-- TO DO --
For the entries below, state how many lines contain the word "spawn" and add nothing else.

-- RECORDS SUPPLIED --

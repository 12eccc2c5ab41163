//! One multiplexed streaming connection per exchange
//!
//! A [`Connection`] owns a single transport and a registry of per-symbol
//! subscription entries. Consumers attach through [`Connection::watch`];
//! a driver task feeds transport events into [`Connection::handle_event`] and
//! runs [`Connection::check_idle`] on a fixed interval.

mod entry;
#[cfg(test)]
pub(crate) mod mock;
pub mod transport;

pub use entry::TickerStream;
pub use transport::{Connector, EventSink, TransportEvent, TransportLink, WsConnector};

use crate::config::{FeedConfig, TimingConfig};
use crate::domain::{Exchange, WatchState};
use crate::error::Result;
use crate::protocol::{Inbound, KeepAlive, ProtocolAdapter};
use entry::SubscriptionEntry;
use hypersockets::{ClientEvent, HyperSocketError, WsMessage};
use parking_lot::Mutex;
use std::collections::hash_map::Entry;
use std::collections::HashMap;
use std::sync::{Arc, Weak};
use std::time::Duration;
use tokio::sync::mpsc;
use tokio::time::{Instant, MissedTickBehavior};
use tracing::{debug, error, info, warn};

/// Point-in-time view of one entry
#[derive(Debug, Clone, PartialEq, Eq)]
pub struct EntrySnapshot {
    pub symbol: String,
    pub state: WatchState,
    pub observers: usize,
}

/// Point-in-time view of a connection, entries sorted by symbol
#[derive(Debug, Clone, PartialEq, Eq)]
pub struct ConnectionSnapshot {
    pub ready: bool,
    pub has_transport: bool,
    pub entries: Vec<EntrySnapshot>,
}

struct Registry {
    /// `ready` implies `link.is_some()`
    link: Option<Box<dyn TransportLink>>,
    generation: u64,
    ready: bool,
    /// Last inbound frame or keep-alive sent
    last_touch: Instant,
    /// Set while the registry has been empty with a transport open
    empty_since: Option<Instant>,
    entries: HashMap<String, SubscriptionEntry>,
}

pub struct Connection {
    exchange: Exchange,
    adapter: Arc<dyn ProtocolAdapter>,
    connector: Arc<dyn Connector>,
    keep_alive: KeepAlive,
    timing: TimingConfig,
    channel_capacity: usize,
    sink: EventSink,
    registry: Mutex<Registry>,
}

impl Connection {
    /// Build a connection without a driver
    ///
    /// The caller is responsible for feeding the returned receiver into
    /// [`handle_event`](Self::handle_event) and calling
    /// [`check_idle`](Self::check_idle) periodically; [`spawn`](Self::spawn)
    /// does both.
    pub fn new(
        adapter: Arc<dyn ProtocolAdapter>,
        connector: Arc<dyn Connector>,
        config: &FeedConfig,
    ) -> (Arc<Self>, mpsc::UnboundedReceiver<TransportEvent>) {
        let (sink, events) = mpsc::unbounded_channel();
        let connection = Arc::new(Self {
            exchange: adapter.exchange(),
            keep_alive: adapter.keep_alive(),
            adapter,
            connector,
            timing: config.timing.clone(),
            channel_capacity: config.channel_capacity,
            sink,
            registry: Mutex::new(Registry {
                link: None,
                generation: 0,
                ready: false,
                last_touch: Instant::now(),
                empty_since: None,
                entries: HashMap::new(),
            }),
        });
        (connection, events)
    }

    /// Build a connection and start its driver on the current runtime
    pub fn spawn(
        adapter: Arc<dyn ProtocolAdapter>,
        connector: Arc<dyn Connector>,
        config: &FeedConfig,
    ) -> Result<Arc<Self>> {
        config.validate()?;
        let runtime = tokio::runtime::Handle::try_current()
            .map_err(|e| HyperSocketError::NoRuntime(e.to_string()))?;

        let (connection, events) = Self::new(adapter, connector, config);
        runtime.spawn(drive(
            Arc::downgrade(&connection),
            events,
            connection.timing.sweep_interval(),
        ));

        Ok(connection)
    }

    pub fn exchange(&self) -> Exchange {
        self.exchange
    }

    /// Attach a consumer to `symbol`
    ///
    /// Creates the entry on first demand and opens the transport when none is
    /// open. Never waits for the network.
    pub fn watch(&self, symbol: &str) -> Result<TickerStream> {
        let symbol = self.adapter.normalize_symbol(symbol);
        let now = Instant::now();

        let mut guard = self.registry.lock();
        let reg = &mut *guard;

        if reg.link.is_none() {
            self.open_link(reg, now)?;
        }

        let entry = match reg.entries.entry(symbol) {
            Entry::Occupied(occupied) => occupied.into_mut(),
            Entry::Vacant(vacant) => {
                let state = if reg.ready {
                    WatchState::Subscribing
                } else {
                    WatchState::Waiting
                };
                debug!("[{} WS] New entry {} ({})", self.exchange.name(), vacant.key(), state);

                if reg.ready {
                    let frames = self.adapter.encode_subscribe(&[vacant.key().clone()]);
                    send_frames(self.exchange, reg.link.as_deref(), frames);
                }

                let symbol = vacant.key().clone();
                vacant.insert(SubscriptionEntry::new(symbol, state, self.channel_capacity, now))
            }
        };

        let stream = entry.attach(now);
        reg.empty_since = None;

        Ok(stream)
    }

    /// Apply one transport event
    pub fn handle_event(&self, event: TransportEvent) {
        let now = Instant::now();
        let mut guard = self.registry.lock();
        let reg = &mut *guard;

        if event.generation != reg.generation {
            debug!(
                "[{} WS] Ignoring {:?} from stale transport #{} (current #{})",
                self.exchange.name(),
                event.kind,
                event.generation,
                reg.generation
            );
            return;
        }

        match event.kind {
            ClientEvent::Connected => self.on_open(reg, now),
            ClientEvent::Message(frame) => self.on_message(reg, frame, now),
            ClientEvent::Error(e) => {
                error!("[{} WS] Transport error: {}", self.exchange.name(), e);
            }
            ClientEvent::Disconnected => self.on_close(reg),
        }
    }

    /// Periodic sweep over the registry
    ///
    /// Unsubscribes idle and unconfirmed entries in one batch and drops
    /// orphaned waiting entries. Also closes the transport once the registry
    /// has stayed empty, and sends the adapter's keep-alive on a silent line.
    pub fn check_idle(&self) {
        let now = Instant::now();
        let mut guard = self.registry.lock();
        let reg = &mut *guard;
        let name = self.exchange.name();

        let mut expired = Vec::new();
        let mut orphaned = Vec::new();

        for (symbol, entry) in reg.entries.iter_mut() {
            let observers = entry.observers();
            match entry.state {
                WatchState::Watching => {
                    if observers > 0 {
                        entry.touch(now);
                    } else if entry.idle_for(now) > self.timing.watching_idle() {
                        debug!("[{} WS] {} unobserved for {:?}", name, symbol, entry.idle_for(now));
                        expired.push(symbol.clone());
                    }
                }
                WatchState::Subscribing => {
                    if !reg.ready {
                        entry.transition(WatchState::Waiting, now);
                    } else if entry.idle_for(now) > self.timing.subscribe_timeout() {
                        warn!(
                            "[{} WS] No confirmation for {} after {:?}, giving up",
                            name,
                            symbol,
                            entry.idle_for(now)
                        );
                        expired.push(symbol.clone());
                    }
                }
                WatchState::Waiting => {
                    if observers > 0 {
                        entry.touch(now);
                    } else if entry.idle_for(now) > self.timing.watching_idle() {
                        orphaned.push(symbol.clone());
                    }
                }
            }
        }

        if !expired.is_empty() {
            expired.sort();
            for symbol in &expired {
                reg.entries.remove(symbol);
            }
            if reg.ready {
                let frames = self.adapter.encode_unsubscribe(&expired);
                send_frames(self.exchange, reg.link.as_deref(), frames);
            }
            info!("[{} WS] Unsubscribed from {} symbol(s): {:?}", name, expired.len(), expired);
        }

        for symbol in &orphaned {
            reg.entries.remove(symbol);
            debug!("[{} WS] Dropped waiting entry {}", name, symbol);
        }

        self.check_connection_idle(reg, now);
        self.check_keep_alive(reg, now);
    }

    pub fn snapshot(&self) -> ConnectionSnapshot {
        let reg = self.registry.lock();
        let mut entries: Vec<EntrySnapshot> = reg
            .entries
            .values()
            .map(|entry| EntrySnapshot {
                symbol: entry.symbol.clone(),
                state: entry.state,
                observers: entry.observers(),
            })
            .collect();
        entries.sort_by(|a, b| a.symbol.cmp(&b.symbol));

        ConnectionSnapshot {
            ready: reg.ready,
            has_transport: reg.link.is_some(),
            entries,
        }
    }

    fn open_link(&self, reg: &mut Registry, now: Instant) -> Result<()> {
        let generation = reg.generation + 1;
        info!(
            "[{} WS] Opening transport #{} to {}",
            self.exchange.name(),
            generation,
            self.adapter.url()
        );

        let link = self
            .connector
            .open(self.adapter.url(), generation, self.sink.clone())?;

        reg.link = Some(link);
        reg.generation = generation;
        reg.ready = false;
        reg.last_touch = now;
        Ok(())
    }

    fn on_open(&self, reg: &mut Registry, now: Instant) {
        if reg.link.is_none() {
            return;
        }

        reg.ready = true;
        reg.last_touch = now;

        let mut waiting: Vec<String> = reg
            .entries
            .values_mut()
            .filter(|entry| entry.state == WatchState::Waiting)
            .map(|entry| {
                entry.transition(WatchState::Subscribing, now);
                entry.symbol.clone()
            })
            .collect();
        waiting.sort();

        info!(
            "[{} WS] Transport #{} ready, subscribing {} symbol(s)",
            self.exchange.name(),
            reg.generation,
            waiting.len()
        );

        let frames = self.adapter.encode_subscribe(&waiting);
        send_frames(self.exchange, reg.link.as_deref(), frames);
    }

    fn on_close(&self, reg: &mut Registry) {
        if reg.link.take().is_some() || reg.ready {
            info!("[{} WS] Transport #{} closed", self.exchange.name(), reg.generation);
        }
        reg.ready = false;

        let now = Instant::now();
        for entry in reg.entries.values_mut() {
            entry.transition(WatchState::Waiting, now);
        }
    }

    fn on_message(&self, reg: &mut Registry, frame: WsMessage, now: Instant) {
        reg.last_touch = now;

        let inbound = match self.adapter.decode(&frame) {
            Ok(Some(inbound)) => inbound,
            Ok(None) => return,
            Err(e) => {
                warn!("[{} WS] Dropping frame: {}", self.exchange.name(), e);
                return;
            }
        };

        match inbound {
            Inbound::KeepAliveRequest(reply) => {
                debug!("[{} WS] Answering keep-alive", self.exchange.name());
                send_frames(self.exchange, reg.link.as_deref(), vec![reply]);
            }
            Inbound::SubscribeAck(symbol) => {
                if let Some(entry) = reg.entries.get_mut(&symbol) {
                    if entry.state == WatchState::Subscribing {
                        entry.transition(WatchState::Watching, now);
                    }
                }
            }
            Inbound::Ticker(ticker) => {
                if let Some(entry) = reg.entries.get_mut(&ticker.symbol) {
                    if entry.state == WatchState::Subscribing {
                        entry.transition(WatchState::Watching, now);
                    }
                    entry.publish(ticker, now);
                }
            }
        }
    }

    fn check_connection_idle(&self, reg: &mut Registry, now: Instant) {
        if !reg.entries.is_empty() || reg.link.is_none() {
            reg.empty_since = None;
            return;
        }

        match reg.empty_since {
            None => reg.empty_since = Some(now),
            Some(since) if now.saturating_duration_since(since) > self.timing.connection_idle() => {
                info!(
                    "[{} WS] No subscriptions for {:?}, closing transport #{}",
                    self.exchange.name(),
                    now.saturating_duration_since(since),
                    reg.generation
                );
                if let Some(link) = reg.link.take() {
                    link.close();
                }
                reg.ready = false;
                reg.empty_since = None;
            }
            Some(_) => {}
        }
    }

    fn check_keep_alive(&self, reg: &mut Registry, now: Instant) {
        if let KeepAlive::Active { idle, payload } = &self.keep_alive {
            if reg.ready && now.saturating_duration_since(reg.last_touch) > *idle {
                debug!("[{} WS] Line silent, sending keep-alive", self.exchange.name());
                send_frames(self.exchange, reg.link.as_deref(), vec![payload.clone()]);
                reg.last_touch = now;
            }
        }
    }
}

fn send_frames(exchange: Exchange, link: Option<&dyn TransportLink>, frames: Vec<WsMessage>) {
    let Some(link) = link else {
        return;
    };
    for frame in frames {
        debug!("[{} WS] >> {:?}", exchange.name(), frame);
        if let Err(e) = link.send(frame) {
            warn!("[{} WS] Failed to send frame: {}", exchange.name(), e);
        }
    }
}

/// Driver loop: serialises transport events and periodic sweeps
///
/// Stops once the connection has been dropped.
async fn drive(
    connection: Weak<Connection>,
    mut events: mpsc::UnboundedReceiver<TransportEvent>,
    sweep_interval: Duration,
) {
    let mut sweep = tokio::time::interval(sweep_interval);
    sweep.set_missed_tick_behavior(MissedTickBehavior::Skip);
    sweep.tick().await;

    loop {
        tokio::select! {
            event = events.recv() => {
                let Some(event) = event else { break };
                let Some(connection) = connection.upgrade() else { break };
                connection.handle_event(event);
            }
            _ = sweep.tick() => {
                let Some(connection) = connection.upgrade() else { break };
                connection.check_idle();
            }
        }
    }

    debug!("Connection driver stopped");
}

-- RESPONSE TO THIS EXERCISE --
3